* [Problem requirements] The lines to be copied are those below that contain "Middleware".

[Given entries Boundary: Start]

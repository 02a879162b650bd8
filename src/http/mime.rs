use std::path::Path;

/// Guesses a Content-Type from a file extension.
///
/// Unknown or missing extensions fall back to `application/octet-stream`.
pub fn from_path(path: &Path) -> &'static str {
    let ext = path
        .extension()
        .and_then(|s| s.to_str())
        .unwrap_or("")
        .to_ascii_lowercase();

    match ext.as_str() {
        "html" | "htm" => "text/html; charset=utf-8",
        "css" => "text/css; charset=utf-8",
        "js" | "mjs" => "application/javascript",
        "json" => "application/json",
        "txt" => "text/plain; charset=utf-8",
        "xml" => "application/xml",
        "svg" => "image/svg+xml",
        "png" => "image/png",
        "jpg" | "jpeg" => "image/jpeg",
        "gif" => "image/gif",
        "ico" => "image/x-icon",
        "webp" => "image/webp",
        "wasm" => "application/wasm",
        "woff" => "font/woff",
        "woff2" => "font/woff2",
        "pdf" => "application/pdf",
        _ => "application/octet-stream",
    }
}
use async_trait::async_trait;
use serde_json::json;

use crate::context::{Body, Request, ResponseContext};
use crate::middleware::{Middleware, Next};

/// Parses the request body according to its `Content-Type`.
///
/// | Content-Type                         | Result        |
/// |--------------------------------------|---------------|
/// | `application/json`                   | `Body::Json`  |
/// | `application/x-www-form-urlencoded`  | `Body::Form`  |
/// | `text/*`                             | `Body::Text`  |
/// | anything else                        | `Body::Bytes` |
///
/// GET, HEAD and OPTIONS pass through untouched. A body that fails to parse
/// gets a 400 with a JSON error payload and the chain stops there.
#[derive(Debug, Default, Clone)]
pub struct BodyParser;

#[derive(Debug)]
enum ParseFailure {
    Json(serde_json::Error),
    Utf8(std::str::Utf8Error),
}

impl std::fmt::Display for ParseFailure {
    fn fmt(&self, f: &mut std::fmt::Formatter<'_>) -> std::fmt::Result {
        match self {
            ParseFailure::Json(e) => write!(f, "invalid JSON body: {e}"),
            ParseFailure::Utf8(e) => write!(f, "invalid UTF-8 in text body: {e}"),
        }
    }
}

impl BodyParser {
    pub fn new() -> Self {
        Self
    }

    fn parse(content_type: &str, raw: &[u8]) -> Result<Body, ParseFailure> {
        if raw.is_empty() {
            return Ok(Body::Empty);
        }

        let mime = content_type
            .split(';')
            .next()
            .unwrap_or("")
            .trim()
            .to_ascii_lowercase();

        match mime.as_str() {
            "application/json" => serde_json::from_slice(raw)
                .map(Body::Json)
                .map_err(ParseFailure::Json),
            "application/x-www-form-urlencoded" => Ok(Body::Form(
                url::form_urlencoded::parse(raw).into_owned().collect(),
            )),
            m if m.starts_with("text/") => std::str::from_utf8(raw)
                .map(|s| Body::Text(s.to_string()))
                .map_err(ParseFailure::Utf8),
            _ => Ok(Body::Bytes(raw.to_vec())),
        }
    }
}

#[async_trait]
impl Middleware for BodyParser {
    async fn handle(
        &self,
        req: &mut Request<'_>,
        res: &mut ResponseContext,
        next: Next<'_>,
    ) -> anyhow::Result<()> {
        if req.method().is_safe() {
            return next.run(req, res).await;
        }

        let content_type = req.header("Content-Type").unwrap_or("");
        match Self::parse(content_type, req.raw_body()) {
            Ok(body) => {
                req.body = body;
                next.run(req, res).await
            }
            Err(e) => {
                tracing::warn!(
                    method = %req.method(),
                    path = %req.path(),
                    error = %e,
                    "Rejecting unparseable request body"
                );
                res.status(400).json(&json!({
                    "error": "Bad Request",
                    "message": e.to_string(),
                }))?;
                Ok(())
            }
        }
    }
}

[Given entries Boundary: End]

* [Exercise answer]
use crate::middleware::{Middleware, Next};
impl Middleware for BodyParser {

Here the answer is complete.